BEGIN

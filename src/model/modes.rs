use crate::variable::{VariableContext, VariableResolver};
use std::fmt;

/// 模式字段错误类型
#[derive(Debug, thiserror::Error)]
pub enum ModeError {
    #[error("Unknown {kind} '{value}'")]
    UnknownMode { kind: &'static str, value: String },
}

/// 封闭模式集合：每个模式枚举都能从字符串解析、转回字符串
pub trait ModeSet: Sized + Copy {
    /// 集合名称，用于错误报告
    const KIND: &'static str;

    /// 从字符串解析模式，不在集合内返回 None
    fn parse(s: &str) -> Option<Self>;

    /// 转换为字符串表示
    fn as_str(&self) -> &'static str;
}

/// 选择模式 - 校验/提取从响应的哪个位置读取输入
#[derive(Debug, Clone, Copy, PartialEq, Eq)]
pub enum SelectionMode {
    /// 从已绑定的变量读取
    Variable,
    /// 对响应体执行 XPath 查询
    XPath,
    /// 对响应体执行正则匹配
    Regex,
    /// 读取指定响应 Header
    Header,
    /// 读取指定 Cookie
    Cookie,
}

impl ModeSet for SelectionMode {
    const KIND: &'static str = "selection mode";

    fn parse(s: &str) -> Option<Self> {
        match s {
            "Variable" => Some(Self::Variable),
            "XPath" => Some(Self::XPath),
            "Regex" => Some(Self::Regex),
            "Header" => Some(Self::Header),
            "Cookie" => Some(Self::Cookie),
            _ => None,
        }
    }

    fn as_str(&self) -> &'static str {
        match self {
            Self::Variable => "Variable",
            Self::XPath => "XPath",
            Self::Regex => "Regex",
            Self::Header => "Header",
            Self::Cookie => "Cookie",
        }
    }
}

impl fmt::Display for SelectionMode {
    fn fmt(&self, f: &mut fmt::Formatter<'_>) -> fmt::Result {
        write!(f, "{}", self.as_str())
    }
}

/// 校验模式 - 如何比较选取到的值
#[derive(Debug, Clone, Copy, PartialEq, Eq)]
pub enum ValidationMode {
    /// 完整文本相等
    Text,
    /// 模式匹配
    Matches,
    /// 出现次数
    Count,
    /// 仅要求存在
    Exists,
}

impl ModeSet for ValidationMode {
    const KIND: &'static str = "validation mode";

    fn parse(s: &str) -> Option<Self> {
        match s {
            "Text" => Some(Self::Text),
            "Matches" => Some(Self::Matches),
            "Count" => Some(Self::Count),
            "Exists" => Some(Self::Exists),
            _ => None,
        }
    }

    fn as_str(&self) -> &'static str {
        match self {
            Self::Text => "Text",
            Self::Matches => "Matches",
            Self::Count => "Count",
            Self::Exists => "Exists",
        }
    }
}

impl fmt::Display for ValidationMode {
    fn fmt(&self, f: &mut fmt::Formatter<'_>) -> fmt::Result {
        write!(f, "{}", self.as_str())
    }
}

/// 次级选择模式 - 对正则匹配结果的进一步收窄
#[derive(Debug, Clone, Copy, PartialEq, Eq)]
pub enum SubSelectionMode {
    /// 取第 N 个捕获组
    RegexGroup,
}

impl ModeSet for SubSelectionMode {
    const KIND: &'static str = "sub-selection mode";

    fn parse(s: &str) -> Option<Self> {
        match s {
            "RegexGroup" => Some(Self::RegexGroup),
            _ => None,
        }
    }

    fn as_str(&self) -> &'static str {
        match self {
            Self::RegexGroup => "RegexGroup",
        }
    }
}

impl fmt::Display for SubSelectionMode {
    fn fmt(&self, f: &mut fmt::Formatter<'_>) -> fmt::Result {
        write!(f, "{}", self.as_str())
    }
}

/// 未解析的模式字段
///
/// 原始值可能本身是 ${name} 占位符，构造时不做校验；
/// 只有在首次读取（resolve）时才先做占位符替换、再对封闭集合做检查。
#[derive(Debug, Clone, PartialEq, Eq)]
pub struct RawMode(String);

impl RawMode {
    pub fn new(raw: impl Into<String>) -> Self {
        Self(raw.into())
    }

    /// 原始字符串，未经替换
    pub fn raw(&self) -> &str {
        &self.0
    }

    /// 解析为封闭集合中的模式
    ///
    /// 先通过变量上下文替换占位符，替换结果必须落在集合内。
    pub fn resolve<T: ModeSet>(&self, context: &VariableContext) -> Result<T, ModeError> {
        let resolved = VariableResolver::resolve(&self.0, context);
        T::parse(&resolved).ok_or(ModeError::UnknownMode {
            kind: T::KIND,
            value: resolved,
        })
    }
}

impl<T: ModeSet> From<T> for RawMode {
    fn from(mode: T) -> Self {
        Self(mode.as_str().to_string())
    }
}
#[test]
fn test_header_assertion_fans_out_per_raw_value() {
    let body = r#"
<HTTPSamplerProxy testname="Fetch">
  <stringProp name="HTTPSampler.domain">example.net</stringProp>
</HTTPSamplerProxy>
<hashTree>
  <ResponseAssertion testname="hdr">
    <collectionProp name="Asserion.test_strings">
      <stringProp name="1">Expires</stringProp>
      <stringProp name="2">Cache-Control: no-store</stringProp>
    </collectionProp>
    <stringProp name="Assertion.test_field">Assertion.response_headers</stringProp>
    <intProp name="Assertion.test_type">16</intProp>
  </ResponseAssertion>
  <hashTree/>
</hashTree>
"#;
    let plan = translate_content(&plan_with_group(body)).unwrap();
    let action = &plan.get("Main").unwrap().actions[0];
    assert_eq!(action.validations.len(), 2);

    let first = &action.validations[0];
    assert_eq!(first.name, "hdr-1");
    assert_eq!(first.selection_raw(), "Header");
    assert_eq!(first.selection_content(), "Expires");
    assert_eq!(first.validation_raw(), "Exists");
    assert_eq!(first.validation_content(), None);

    let second = &action.validations[1];
    assert_eq!(second.name, "hdr-2");
    assert_eq!(second.selection_content(), "Cache-Control");
    assert_eq!(second.validation_raw(), "Matches");
    assert_eq!(second.validation_content(), Some("no-store"));
}

#[test]
fn test_variable_scoped_assertion_promotes_exists() {
    let body = r#"
<HTTPSamplerProxy testname="Check">
  <stringProp name="HTTPSampler.domain">example.net</stringProp>
</HTTPSamplerProxy>
<hashTree>
  <ResponseAssertion testname="token-check">
    <collectionProp name="Asserion.test_strings">
      <stringProp name="1">abc</stringProp>
    </collectionProp>
    <stringProp name="Assertion.test_field">Assertion.response_data</stringProp>
    <stringProp name="Assertion.scope">variable</stringProp>
    <stringProp name="Scope.variable">token</stringProp>
    <intProp name="Assertion.test_type">2</intProp>
  </ResponseAssertion>
  <hashTree/>
</hashTree>
"#;
    let plan = translate_content(&plan_with_group(body)).unwrap();
    let validation = &plan.get("Main").unwrap().actions[0].validations[0];

    assert_eq!(validation.selection_raw(), "Variable");
    assert_eq!(validation.selection_content(), "${token}");
    // Variable + Exists 被提升为 Matches
    assert_eq!(validation.validation_raw(), "Matches");
    assert_eq!(validation.validation_content(), Some("abc"));
}

#[test]
fn test_group_variables_feed_store_block() {
    let body = r#"
<Arguments testname="User Defined Variables">
  <collectionProp name="Arguments.arguments">
    <elementProp name="host" elementType="Argument">
      <stringProp name="Argument.name">host</stringProp>
      <stringProp name="Argument.value">example.net</stringProp>
    </elementProp>
    <elementProp name="greeting" elementType="Argument">
      <stringProp name="Argument.name">greeting</stringProp>
      <stringProp name="Argument.value">hello ${host}</stringProp>
    </elementProp>
    <elementProp name="random" elementType="Argument">
      <stringProp name="Argument.name">random</stringProp>
      <stringProp name="Argument.value">7</stringProp>
    </elementProp>
  </collectionProp>
</Arguments>
<hashTree/>
<HTTPSamplerProxy testname="Visit">
  <stringProp name="HTTPSampler.domain">example.net</stringProp>
</HTTPSamplerProxy>
<hashTree/>
"#;
    let plan = translate_content(&plan_with_group(body)).unwrap();
    let list = plan.get("Main").unwrap();

    // 只有引用了其他变量的绑定进 Store；保留名冲突被跳过
    assert_eq!(
        list.store,
        vec![("greeting".to_string(), "hello example.net".to_string())]
    );
    assert_eq!(list.actions.len(), 1);
}

#[test]
fn test_plan_level_variables_seed_every_group() {
    let xml = r#"<jmeterTestPlan><hashTree>
<TestPlan testname="Plan">
  <elementProp name="TestPlan.user_defined_variables" elementType="Arguments">
    <collectionProp name="Arguments.arguments">
      <elementProp name="host" elementType="Argument">
        <stringProp name="Argument.name">host</stringProp>
        <stringProp name="Argument.value">example.net</stringProp>
      </elementProp>
    </collectionProp>
  </elementProp>
</TestPlan>
<hashTree>
  <ThreadGroup testname="G1"><stringProp name="ThreadGroup.num_threads">1</stringProp></ThreadGroup>
  <hashTree>
    <Arguments testname="vars">
      <collectionProp name="Arguments.arguments">
        <elementProp name="target" elementType="Argument">
          <stringProp name="Argument.name">target</stringProp>
          <stringProp name="Argument.value">${host}</stringProp>
        </elementProp>
      </collectionProp>
    </Arguments>
    <hashTree/>
  </hashTree>
</hashTree>
</hashTree></jmeterTestPlan>"#;
    let plan = translate_content(xml).unwrap();
    let list = plan.get("G1").unwrap();
    assert_eq!(
        list.store,
        vec![("target".to_string(), "example.net".to_string())]
    );
}

#[test]
fn test_seeded_context_resolves_group_bindings() {
    let mut seed = VariableContext::new();
    seed.insert("host", "staging.example.net");

    let body = r#"
<Arguments testname="vars">
  <collectionProp name="Arguments.arguments">
    <elementProp name="target" elementType="Argument">
      <stringProp name="Argument.name">target</stringProp>
      <stringProp name="Argument.value">${host}</stringProp>
    </elementProp>
  </collectionProp>
</Arguments>
<hashTree/>
<HTTPSamplerProxy testname="Visit">
  <stringProp name="HTTPSampler.domain">${host}</stringProp>
</HTTPSamplerProxy>
<hashTree/>
"#;
    let plan = TranslationDriver::with_seed(seed)
        .translate_content(&plan_with_group(body))
        .unwrap();
    let list = plan.get("Main").unwrap();
    // 绑定值用种子上下文解析，URL 里的占位符则原样保留到运行时
    assert_eq!(
        list.store,
        vec![("target".to_string(), "staging.example.net".to_string())]
    );
    assert_eq!(list.actions[0].url, "http://${host}");
}

#[test]
fn test_missing_host_after_fallback_is_fatal() {
    let body = r#"
<HTTPSamplerProxy testname="Orphan">
  <stringProp name="HTTPSampler.path">/x</stringProp>
</HTTPSamplerProxy>
<hashTree/>
"#;
    let err = translate_content(&plan_with_group(body)).unwrap_err();
    assert!(matches!(err, TranslateError::Model(_)));
    assert!(err.to_string().contains("Orphan"));
}

#[test]
fn test_negated_matching_rule_is_fatal() {
    let body = r#"
<HTTPSamplerProxy testname="Check">
  <stringProp name="HTTPSampler.domain">example.net</stringProp>
</HTTPSamplerProxy>
<hashTree>
  <ResponseAssertion testname="not-found">
    <collectionProp name="Asserion.test_strings">
      <stringProp name="1">error</stringProp>
    </collectionProp>
    <stringProp name="Assertion.test_field">Assertion.response_data</stringProp>
    <intProp name="Assertion.test_type">5</intProp>
  </ResponseAssertion>
  <hashTree/>
</hashTree>
"#;
    let err = translate_content(&plan_with_group(body)).unwrap_err();
    assert!(matches!(err, TranslateError::UnsupportedConstruct(_)));
}
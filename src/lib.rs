pub mod codec;
pub mod error;
pub mod logger;
pub mod model;
pub mod translate;
pub mod variable;

// Re-export commonly used types
pub use error::{Result, RumeterError};
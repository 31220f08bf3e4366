use crate::model::validation::{Extraction, Validation};
use crate::variable::VariableResolver;

/// 模型构造错误类型
#[derive(Debug, thiserror::Error)]
pub enum ModelError {
    /// 动作缺少名称
    #[error("Action has no name")]
    MissingName,

    /// 回退之后仍然没有主机名，无法拼出 URL
    #[error("Cannot determine target host for action '{action}'")]
    MissingHost { action: String },

    /// 拼出的 URL 不合法
    #[error("Invalid URL '{url}': {source}")]
    InvalidUrl {
        url: String,
        source: url::ParseError,
    },

    /// 校验记录缺少字段
    #[error("Validation '{name}' is missing {field}")]
    MissingValidationField { name: String, field: &'static str },
}

/// 单个待执行的请求动作
///
/// 在一次树遍历中完整填充，build 之后不可变。
#[derive(Debug, Clone, PartialEq)]
pub struct Action {
    /// 动作名称，可能仍含未解析的占位符
    pub name: String,

    /// 由 protocol + host + path 拼出的完整 URL
    pub url: String,

    /// HTTP 方法，缺省为 GET
    pub method: String,

    /// 参数列表，线程组默认参数在前、动作自身参数在后
    pub parameters: Vec<(String, String)>,

    /// Header 列表，继承规则与参数一致
    pub headers: Vec<(String, String)>,

    /// 参数编码开关，三态：整个动作只取第一个参数的编码标记
    pub encode_parameters: Option<bool>,

    /// 期望的响应状态码
    pub http_response_code: Option<String>,

    /// 响应校验列表，按出现顺序
    pub validations: Vec<Validation>,

    /// 响应提取列表，按出现顺序
    pub extractions: Vec<Extraction>,
}

/// Action 的构建器
///
/// 聚合遍历过程中读到的字段，build 时做兜底检查并拼 URL。
#[derive(Debug, Clone, Default)]
pub struct ActionBuilder {
    name: Option<String>,
    protocol: Option<String>,
    host: Option<String>,
    port: Option<String>,
    path: Option<String>,
    method: Option<String>,
    parameters: Vec<(String, String)>,
    headers: Vec<(String, String)>,
    encode_parameters: Option<bool>,
    http_response_code: Option<String>,
    validations: Vec<Validation>,
    extractions: Vec<Extraction>,
}

impl ActionBuilder {
    pub fn new(name: impl Into<String>) -> Self {
        Self {
            name: Some(name.into()),
            ..Self::default()
        }
    }

    pub fn protocol(&mut self, protocol: impl Into<String>) -> &mut Self {
        let protocol = protocol.into();
        if !protocol.is_empty() {
            self.protocol = Some(protocol);
        }
        self
    }

    pub fn host(&mut self, host: impl Into<String>) -> &mut Self {
        let host = host.into();
        if !host.is_empty() {
            self.host = Some(host);
        }
        self
    }

    pub fn port(&mut self, port: impl Into<String>) -> &mut Self {
        let port = port.into();
        if !port.is_empty() {
            self.port = Some(port);
        }
        self
    }

    pub fn path(&mut self, path: impl Into<String>) -> &mut Self {
        let path = path.into();
        if !path.is_empty() {
            self.path = Some(path);
        }
        self
    }

    pub fn method(&mut self, method: impl Into<String>) -> &mut Self {
        let method = method.into();
        if !method.is_empty() {
            self.method = Some(method);
        }
        self
    }

    pub fn has_host(&self) -> bool {
        self.host.is_some()
    }

    pub fn has_protocol(&self) -> bool {
        self.protocol.is_some()
    }

    pub fn has_path(&self) -> bool {
        self.path.is_some()
    }

    /// 追加一个参数；编码标记只在第一个参数上生效
    pub fn add_parameter(
        &mut self,
        name: impl Into<String>,
        value: impl Into<String>,
        encode: Option<bool>,
    ) -> &mut Self {
        if self.parameters.is_empty() {
            self.encode_parameters = encode;
        }
        self.parameters.push((name.into(), value.into()));
        self
    }

    pub fn add_header(&mut self, name: impl Into<String>, value: impl Into<String>) -> &mut Self {
        self.headers.push((name.into(), value.into()));
        self
    }

    pub fn http_response_code(&mut self, code: impl Into<String>) -> &mut Self {
        self.http_response_code = Some(code.into());
        self
    }

    pub fn add_validation(&mut self, validation: Validation) -> &mut Self {
        self.validations.push(validation);
        self
    }

    pub fn add_extraction(&mut self, extraction: Extraction) -> &mut Self {
        self.extractions.push(extraction);
        self
    }

    /// 完成构建
    ///
    /// host 在默认值回退之后仍缺失是硬错误；URL 不含占位符时做合法性检查。
    pub fn build(self) -> Result<Action, ModelError> {
        let name = self.name.ok_or(ModelError::MissingName)?;
        let host = self.host.ok_or_else(|| ModelError::MissingHost {
            action: name.clone(),
        })?;

        let protocol = self.protocol.unwrap_or_else(|| "http".to_string());
        let mut path = self.path.unwrap_or_default();
        if !path.is_empty() && !path.starts_with('/') {
            path.insert(0, '/');
        }
        let url = match &self.port {
            Some(port) => format!("{}://{}:{}{}", protocol, host, port, path),
            None => format!("{}://{}{}", protocol, host, path),
        };

        // 占位符在运行时才解析，此时无法检查
        if !VariableResolver::has_placeholder(&url) {
            url::Url::parse(&url).map_err(|source| ModelError::InvalidUrl {
                url: url.clone(),
                source,
            })?;
        }

        Ok(Action {
            name,
            url,
            method: self.method.unwrap_or_else(|| "GET".to_string()),
            parameters: self.parameters,
            headers: self.headers,
            encode_parameters: self.encode_parameters,
            http_response_code: self.http_response_code,
            validations: self.validations,
            extractions: self.extractions,
        })
    }
}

END

§ Action item: Lines of the data above that include the string "Control" must each be copied.

§ Exercise output:
      <stringProp name="2">Cache-Control: no-store</stringProp>
    assert_eq!(second.selection_content(), "Cache-Control");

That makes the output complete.